Die ersten Kilometer sind wir sehr gemütlich gefahren und haben die Fahrt richtig genossen. Richtig Rennen gefahren wurde erst kurz vor Paris. Phonak hat plötzlich richtig Tempo gemacht und das Feld auf den Champs-Elysées geführt. Die Atmosphäre dort war der Wahnsinn. Ich war noch nie in Paris gewesen. Arc de Triomphe, Eiffelturm - ein bisschen was konnte ich auf der ersten Runde schon in mich aufnehmen.

Mit dem Kopfsteinpflaster und einer kleinen Welle haben die acht Runden zu je 6,5 Kilometer am Ende richtig weh getan, zumal wir nicht langsamer als 50-55 km/h gefahren sind.

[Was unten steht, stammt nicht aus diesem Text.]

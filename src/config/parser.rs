use crate::config::types::Config;
use crate::config::validation::validate;
use crate::ConfigError;
use sha2::{Digest, Sha256};
use std::path::Path;

/// Parses and validates configuration from TOML text
///
/// # Example
///
/// ```
/// use sitewise::config::parse_config;
///
/// let config = parse_config("[[site]]\nurl = \"docs.example.org\"\ntype = \"sphinx\"\n").unwrap();
/// assert_eq!(config.sites.len(), 1);
/// assert_eq!(config.crawler.max_depth, 3);
/// ```
pub fn parse_config(content: &str) -> Result<Config, ConfigError> {
    let config: Config = toml::from_str(content)?;
    validate(&config)?;
    Ok(config)
}

/// Loads and parses a configuration file from the given path
///
/// # Arguments
///
/// * `path` - Path to the TOML configuration file
///
/// # Returns
///
/// * `Ok(Config)` - Successfully loaded and validated configuration
/// * `Err(ConfigError)` - Failed to load, parse, or validate the configuration
pub fn load_config(path: &Path) -> Result<Config, ConfigError> {
    parse_config(&std::fs::read_to_string(path)?)
}

/// Hex SHA-256 digest of configuration text
fn digest(content: &str) -> String {
    hex::encode(Sha256::digest(content.as_bytes()))
}

/// Computes a SHA-256 hash of the configuration file content
///
/// The hash is recorded with every run in the crawl ledger.
pub fn compute_config_hash(path: &Path) -> Result<String, ConfigError> {
    Ok(digest(&std::fs::read_to_string(path)?))
}

/// Loads a configuration and returns both the config and its hash
///
/// The file is read once; the hash covers exactly the text that was parsed.
///
/// # Returns
///
/// * `Ok((Config, String))` - Successfully loaded configuration and its hash
/// * `Err(ConfigError)` - Failed to load, parse, or validate the configuration
pub fn load_config_with_hash(path: &Path) -> Result<(Config, String), ConfigError> {
    let content = std::fs::read_to_string(path)?;
    let config = parse_config(&content)?;
    Ok((config, digest(&content)))
}

#[cfg(test)]
mod tests {
    use super::*;
    use std::io::Write;
    use tempfile::NamedTempFile;

    const FULL: &str = r#"
[crawler]
max-depth = 2
max-retries = 5
retry-delay-seconds = 0.5
user-agent = "TestCrawler/0.1"
politeness-delay-seconds = 0.25
shutdown-timeout-seconds = 5
recrawl-interval-seconds = 3600

[storage]
output-dir = "./out"
save-pdf = false
database-path = "./out/test.db"

[[site]]
url = "docs.example.org"
type = "sphinx"
include-pdf = true

[[site]]
url = "https://blog.example.com"
allowed-domains = ["example.com"]
"#;

    #[test]
    fn test_parse_full_config() {
        let config = parse_config(FULL).unwrap();

        assert_eq!(config.crawler.max_depth, 2);
        assert_eq!(config.crawler.max_retries, 5);
        assert_eq!(config.crawler.user_agent, "TestCrawler/0.1");
        assert_eq!(config.crawler.recrawl_interval_seconds, Some(3600));
        assert_eq!(config.storage.output_dir, "./out");
        assert!(config.storage.save_html);
        assert!(!config.storage.save_pdf);
        assert_eq!(config.sites.len(), 2);
        assert_eq!(config.sites[0].site_type.as_deref(), Some("sphinx"));
        assert!(config.sites[0].include_pdf);
        assert_eq!(
            config.sites[1].allowed_domains,
            Some(vec!["example.com".to_string()])
        );
    }

    #[test]
    fn test_defaults_for_minimal_config() {
        let config = parse_config("[[site]]\nurl = \"example.com\"\n").unwrap();

        assert_eq!(config.crawler.request_timeout_seconds, 10);
        assert_eq!(config.crawler.user_agent, "SiteCrawler/1.0");
        assert_eq!(config.crawler.recrawl_interval_seconds, None);
        assert_eq!(config.storage.database_path, "./output/crawl.db");
        assert!(config.sites[0].site_type.is_none());
        assert!(!config.sites[0].include_pdf);
    }

    #[test]
    fn test_invalid_toml() {
        let result = parse_config("this is not valid TOML {{{");
        assert!(matches!(result.unwrap_err(), ConfigError::Parse(_)));
    }

    #[test]
    fn test_validation_runs_after_parse() {
        let result = parse_config("[crawler]\nmax-retries = 0\n\n[[site]]\nurl = \"https://example.com\"\n");
        assert!(matches!(result.unwrap_err(), ConfigError::Validation(_)));
    }

    #[test]
    fn test_oversized_delay_is_rejected() {
        let result = parse_config(
            "[crawler]\npoliteness-delay-seconds = 1e30\n\n[[site]]\nurl = \"https://example.com\"\n",
        );
        assert!(matches!(result.unwrap_err(), ConfigError::Validation(_)));
    }

    #[test]
    fn test_missing_file() {
        let result = load_config(Path::new("/nonexistent/config.toml"));
        assert!(matches!(result.unwrap_err(), ConfigError::Io(_)));
    }

    #[test]
    fn test_hash_matches_loaded_file() {
        let mut file = NamedTempFile::new().unwrap();
        file.write_all(FULL.as_bytes()).unwrap();
        file.flush().unwrap();

        let (config, hash) = load_config_with_hash(file.path()).unwrap();

        assert_eq!(config.sites.len(), 2);
        assert_eq!(hash.len(), 64);
        assert_eq!(hash, compute_config_hash(file.path()).unwrap());
        assert_ne!(hash, digest("[[site]]\nurl = \"example.com\"\n"));
    }
}
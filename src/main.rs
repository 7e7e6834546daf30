//! Sitewise main entry point
//!
//! This is the command-line interface for the Sitewise adaptive site crawler.

use clap::Parser;
use std::path::{Path, PathBuf};
use std::sync::{Arc, Mutex};
use sitewise::config::{load_config_with_hash, Config};
use sitewise::content::{DefaultTextExtractor, FileContentProcessor};
use sitewise::crawler::{CrawlManager, CrawlServices};
use sitewise::storage::{RunLedger, RunStatus, SqliteStorage};
use sitewise::TaskState;
use tracing_subscriber::EnvFilter;

/// Sitewise: an adaptive site crawler
///
/// Sitewise crawls the configured sites, detects what kind of site each one is
/// (Flask, Sphinx, WordPress, PDF, ...) and adapts its crawl accordingly,
/// saving pages to disk and recording every page in a SQLite ledger.
#[derive(Parser, Debug)]
#[command(name = "sitewise")]
#[command(version = "1.0.0")]
#[command(about = "An adaptive site crawler", long_about = None)]
struct Cli {
    /// Path to TOML configuration file
    #[arg(value_name = "CONFIG")]
    config: PathBuf,

    /// Increase logging verbosity (-v, -vv, -vvv)
    #[arg(short, long, action = clap::ArgAction::Count)]
    verbose: u8,

    /// Suppress non-error output
    #[arg(short, long, conflicts_with = "verbose")]
    quiet: bool,

    /// Validate config and show what would be crawled without actually crawling
    #[arg(long, conflicts_with = "stats")]
    dry_run: bool,

    /// Show statistics from the database and exit
    #[arg(long, conflicts_with = "dry_run")]
    stats: bool,
}

#[tokio::main]
async fn main() -> Result<(), Box<dyn std::error::Error>> {
    let cli = Cli::parse();

    // Setup logging based on verbosity
    setup_logging(cli.verbose, cli.quiet);

    // Load and validate configuration
    tracing::info!("Loading configuration from: {}", cli.config.display());
    let (config, config_hash) = match load_config_with_hash(&cli.config) {
        Ok((cfg, hash)) => {
            tracing::info!("Configuration loaded successfully (hash: {})", hash);
            (cfg, hash)
        }
        Err(e) => {
            tracing::error!("Failed to load configuration: {}", e);
            return Err(e.into());
        }
    };

    // Handle different modes
    if cli.dry_run {
        handle_dry_run(&config);
    } else if cli.stats {
        handle_stats(&config)?;
    } else {
        handle_crawl(config, &config_hash).await?;
    }

    Ok(())
}

/// Sets up the logging/tracing subscriber based on verbosity level
fn setup_logging(verbose: u8, quiet: bool) {
    let filter = if quiet {
        // Only show errors
        EnvFilter::new("error")
    } else {
        match verbose {
            0 => EnvFilter::new("sitewise=info,warn"),
            1 => EnvFilter::new("sitewise=debug,info"),
            2 => EnvFilter::new("sitewise=trace,debug"),
            _ => EnvFilter::new("trace"),
        }
    };

    tracing_subscriber::fmt()
        .with_env_filter(filter)
        .with_target(false)
        .with_thread_ids(false)
        .with_file(false)
        .init();
}

/// Handles the --dry-run mode: shows what would be crawled
fn handle_dry_run(config: &Config) {
    println!("=== Sitewise Dry Run ===\n");

    println!("Crawler Configuration:");
    println!("  Max depth: {}", config.crawler.max_depth);
    println!("  Request timeout: {}s", config.crawler.request_timeout_seconds);
    println!(
        "  Retries: {} (delay {}s)",
        config.crawler.max_retries, config.crawler.retry_delay_seconds
    );
    println!(
        "  Politeness delay: {}s",
        config.crawler.politeness_delay_seconds
    );
    println!(
        "  Shutdown timeout: {}s",
        config.crawler.shutdown_timeout_seconds
    );
    match config.crawler.recrawl_interval_seconds {
        Some(interval) => println!("  Recrawl every: {}s", interval),
        None => println!("  Recrawl: single pass"),
    }
    println!("  User agent: {}", config.crawler.user_agent);

    println!("\nStorage:");
    println!("  Output directory: {}", config.storage.output_dir);
    println!("  Database: {}", config.storage.database_path);
    println!(
        "  Save HTML: {}, save PDF: {}",
        config.storage.save_html, config.storage.save_pdf
    );

    println!("\nSites ({}):", config.sites.len());
    for site in &config.sites {
        let site_type = match site.explicit_type() {
            Some(site_type) => site_type.to_string(),
            None => "detect".to_string(),
        };
        println!("  - {} [{}]", site.url, site_type);
        println!("    allowed: {}", site.effective_allowed_domains().join(", "));
        if site.include_pdf {
            println!("    include PDF downloads");
        }
    }

    println!("\n✓ Configuration is valid");
}

/// Handles the --stats mode: shows statistics from the database
fn handle_stats(config: &Config) -> Result<(), Box<dyn std::error::Error>> {
    use sitewise::output::{load_statistics, print_statistics};

    println!("Database: {}\n", config.storage.database_path);

    // Open the database
    let storage = SqliteStorage::new(Path::new(&config.storage.database_path))?;

    // Load statistics
    let stats = load_statistics(&storage)?;

    // Print statistics
    print_statistics(&stats);

    Ok(())
}

/// Handles the main crawl operation
async fn handle_crawl(config: Config, config_hash: &str) -> Result<(), Box<dyn std::error::Error>> {
    let storage = SqliteStorage::new(Path::new(&config.storage.database_path))?;
    let ledger = RunLedger::begin(Arc::new(Mutex::new(storage)), config_hash)?;
    tracing::info!("Starting crawl run {}", ledger.run_id());

    let services = CrawlServices::new(
        Arc::new(FileContentProcessor::from_config(&config.storage)),
        Arc::new(DefaultTextExtractor),
        &config.storage.output_dir,
    )
    .with_ledger(ledger.clone());

    let manager = CrawlManager::new(config.crawler.clone(), services);

    tokio::select! {
        _ = crawl_loop(&manager, &config) => {}
        _ = shutdown_signal() => {
            tracing::info!("Shutdown requested");
            manager.shutdown().await;
        }
    }

    let status = if manager.is_shutting_down() {
        RunStatus::Interrupted
    } else {
        RunStatus::Completed
    };
    ledger.finish(status)?;

    tracing::info!(
        "Crawl run {} finished: {}",
        ledger.run_id(),
        status.to_db_string()
    );
    Ok(())
}

/// Crawls every site once, or repeatedly when a recrawl interval is set
async fn crawl_loop(manager: &CrawlManager, config: &Config) {
    loop {
        let results = manager.run_all(&config.sites).await;

        let completed = results
            .iter()
            .filter(|(_, state)| *state == TaskState::Completed)
            .count();
        tracing::info!("Pass finished: {}/{} sites completed", completed, results.len());
        for (site, state) in results.iter().filter(|(_, s)| *s != TaskState::Completed) {
            tracing::warn!("Site {} ended as {}", site, state);
        }

        let Some(interval) = config.crawler.recrawl_interval() else {
            break;
        };

        tracing::info!("Next pass in {}s", interval.as_secs());
        tokio::select! {
            _ = tokio::time::sleep(interval) => {}
            _ = manager.wait_for_shutdown() => break,
        }
    }
}

/// Resolves on Ctrl-C, or SIGTERM on Unix
async fn shutdown_signal() {
    let ctrl_c = async {
        if let Err(e) = tokio::signal::ctrl_c().await {
            tracing::error!("Failed to listen for Ctrl-C: {}", e);
            std::future::pending::<()>().await;
        }
    };

    #[cfg(unix)]
    let terminate = async {
        match tokio::signal::unix::signal(tokio::signal::unix::SignalKind::terminate()) {
            Ok(mut signal) => {
                signal.recv().await;
            }
            Err(e) => {
                tracing::error!("Failed to listen for SIGTERM: {}", e);
                std::future::pending::<()>().await;
            }
        }
    };

    #[cfg(not(unix))]
    let terminate = std::future::pending::<()>();

    tokio::select! {
        _ = ctrl_c => {}
        _ = terminate => {}
    }
}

Auf der zweiten Runde haben dann einige Fahrer attackiert. Ich war zu dem Zeitpunkt weit vorne platziert und bin hinterher gegangen. Mit 15 Mann konnten wir uns schnell einen kleinen Vorsprung von etwa 30 Sekunden auf das Feld erarbeiten.

Ich kann nur sagen: Es ist ein geiles Gefühl, auf der Champs-Elysées in einer Spitzengruppe zu fahren. Hinten haben sich dann aber leider zwei Sprinter-Teams formiert, um uns wieder einzuholen. Nach und nach kamen das Peloton näher. Dann erfolgte noch mal eine Attacke aus der Gruppe heraus, ich war wieder dabei. Wir waren plötzlich nur noch zu sechst, der Rest wurde vom Feld geschluckt.

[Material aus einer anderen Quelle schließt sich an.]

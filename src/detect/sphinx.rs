use regex::Regex;
use std::sync::LazyLock;

use super::{DetectionError, DetectionStrategy, Probe};
use crate::state::SiteType;

static THEME_CLASS: LazyLock<Regex> =
    LazyLock::new(|| Regex::new(r#"class="[^"]*(?:document|sphinx|body)"#).expect("valid regex"));

static LAYOUT_ID: LazyLock<Regex> = LazyLock::new(|| {
    Regex::new(r#"<div[^>]*id="(?:searchbox|sidebar|related)""#).expect("valid regex")
});

static BUILD_PATH: LazyLock<Regex> =
    LazyLock::new(|| Regex::new(r"/_static/|/_sources/|/_images/").expect("valid regex"));

/// Detects Sphinx documentation builds
#[derive(Debug, Default, Clone, Copy)]
pub struct SphinxStrategy;

impl DetectionStrategy for SphinxStrategy {
    fn site_type(&self) -> SiteType {
        SiteType::Sphinx
    }

    fn detect(&self, probe: &Probe<'_>) -> Result<bool, DetectionError> {
        if !probe.is_html() {
            return Ok(false);
        }

        Ok(THEME_CLASS.is_match(&probe.body)
            || LAYOUT_ID.is_match(&probe.body)
            || BUILD_PATH.is_match(&probe.body))
    }
}

#[cfg(test)]
mod tests {
    use super::*;
    use crate::crawler::FetchResult;
    use url::Url;

    fn detect(content_type: &str, body: &str) -> bool {
        let response = FetchResult::new(
            Url::parse("https://docs.example.org/").unwrap(),
            200,
            content_type,
            body,
        );
        SphinxStrategy.detect(&Probe::new(&response)).unwrap()
    }

    #[test]
    fn test_theme_classes() {
        assert!(detect("text/html", r#"<div class="documentwrapper">"#));
        assert!(detect("text/html", r#"<div class="section sphinxsidebar">"#));
        assert!(detect("text/html", r#"<div class="bodywrapper">"#));
    }

    #[test]
    fn test_layout_ids() {
        assert!(detect("text/html", r#"<div role="search" id="searchbox">"#));
        assert!(detect("text/html", r#"<div class="x" id="related">"#));
    }

    #[test]
    fn test_build_paths() {
        assert!(!detect("text/html", r#"<script src="_static/doctools.js">"#));
        assert!(detect("text/html", r#"<script src="/_static/doctools.js">"#));
        assert!(detect("text/html", r#"<a href="/_sources/index.rst.txt">"#));
    }

    #[test]
    fn test_non_html_never_matches() {
        assert!(!detect("text/plain", r#"class="document""#));
    }
}
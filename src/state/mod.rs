//! State module for crawl bookkeeping
//!
//! # Components
//!
//! - `SiteType`: The detected or configured kind of site, which selects the crawl variant
//! - `TaskState`: Lifecycle of one supervised crawl task

mod site_type;
mod task_state;

// Re-export main types
pub use site_type::SiteType;
pub use task_state::TaskState;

Dann hatte ich Defekt - sehr ärgerlich in dem Moment. Ich bin langsam weiter gefahren - mit 'nem Platten im Vorderrad auf dem Kopfsteinpflaster ging es auch nicht anders. Nach dem Radwechsel habe ich eine halbe Runde gebraucht, um wieder ans Feld ranzukommen, das mittlerweile alle Ausreißer wieder gestellt hatte und mit einem tierisch hohen Tempo unterwegs war.

Ich habe mich dann im Feld nach vorne gekämpft, um Erik Zabel zu helfen und ihn gut in Position zu fahren. Bis drei Kilometer vor dem Ziel habe ich noch mal alles für Ete gegeben. Dann hab ich mich ein wenig ins Feld zurück fallen lassen. Erik wurde am Ende immerhin Vierter.

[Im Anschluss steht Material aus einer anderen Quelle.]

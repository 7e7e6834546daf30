//! Crawler module for fetching and traversing sites
//!
//! This module contains the core crawling logic, including:
//! - HTTP fetching with retry logic and a per-client politeness delay
//! - Site type resolution (explicit type or detection)
//! - The recursive crawl engine and its per-site-type variants
//! - Supervision of one crawl task per site, with bounded shutdown

mod engine;
mod fetcher;
mod manager;
mod resolver;
mod variant;

pub use engine::{CrawlServices, PageOutcome, SiteCrawler};
pub use fetcher::{
    build_http_client, FetchClient, FetchResult, HttpTransport, HttpTransportFactory,
    RequestFailure, Transport, TransportError, TransportFactory,
};
pub use manager::{CrawlManager, SupervisedTask};
pub use resolver::CrawlResolver;
pub use variant::{CrawlVariant, FollowUpProbe, PageMode, ProbeTrigger, VariantBehavior};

Abends sind wir mit dem gesamten Team und unseren Frauen bzw. Freundinnen zum Abschlussessen gegangen. Es war herrlich, zum ersten Mal seit drei Wochen gab es keine Nudeln. Dann haben wir alle auf das Ende unserer ersten Tour angestoßen und uns ganz radsportler-untypisch ein, zwei Bierchen genehmigt.

Das war nach 23 Tagen voller Strapazen ein schöner Tour-Ausklang. Und auch wenn’s für einen Etappensieg leider nicht ganz gereicht hat, können wir ganz zufrieden sein mit unserem Auftreten bei der Tour.

Für mich war die Tour eine tolle Erfahrung. Trotz aller Quälerei und diversen Stürzen hat es großen Spaß gemacht. Ich hoffe, dass ich in den nächsten Jahren noch öfter die „Große Schleife“ fahren werde, um mir meinen Traum erfüllen zu können: einen Etappensieg bei der Tour de France.

Christian Knees ist im Team Milram der Aufsteiger des Jahres. Der 25 Jahre alte Profi aus Bornheim bei Bonn etablierte sich im neuen ProTour-Team schnell als unentbehrlicher Helfer von Alessandro Petacchi und konnte im Frühjahr bei „Rund um Köln“ seinen ersten Profisieg feiern. Danach gab Knees sein erfolgreiches Debüt beim Giro d’Italia. Jetzt tritt „der Mann mit dem starken Motor“, wie ihn sein Teamchef Gianluigi Stanga nennt, auch bei der Tour de France erstmals an. Im Tagebuch für Radsport aktiv berichtet Christian Knees täglich über seine Erlebnisse beim größten Radrennen der Welt.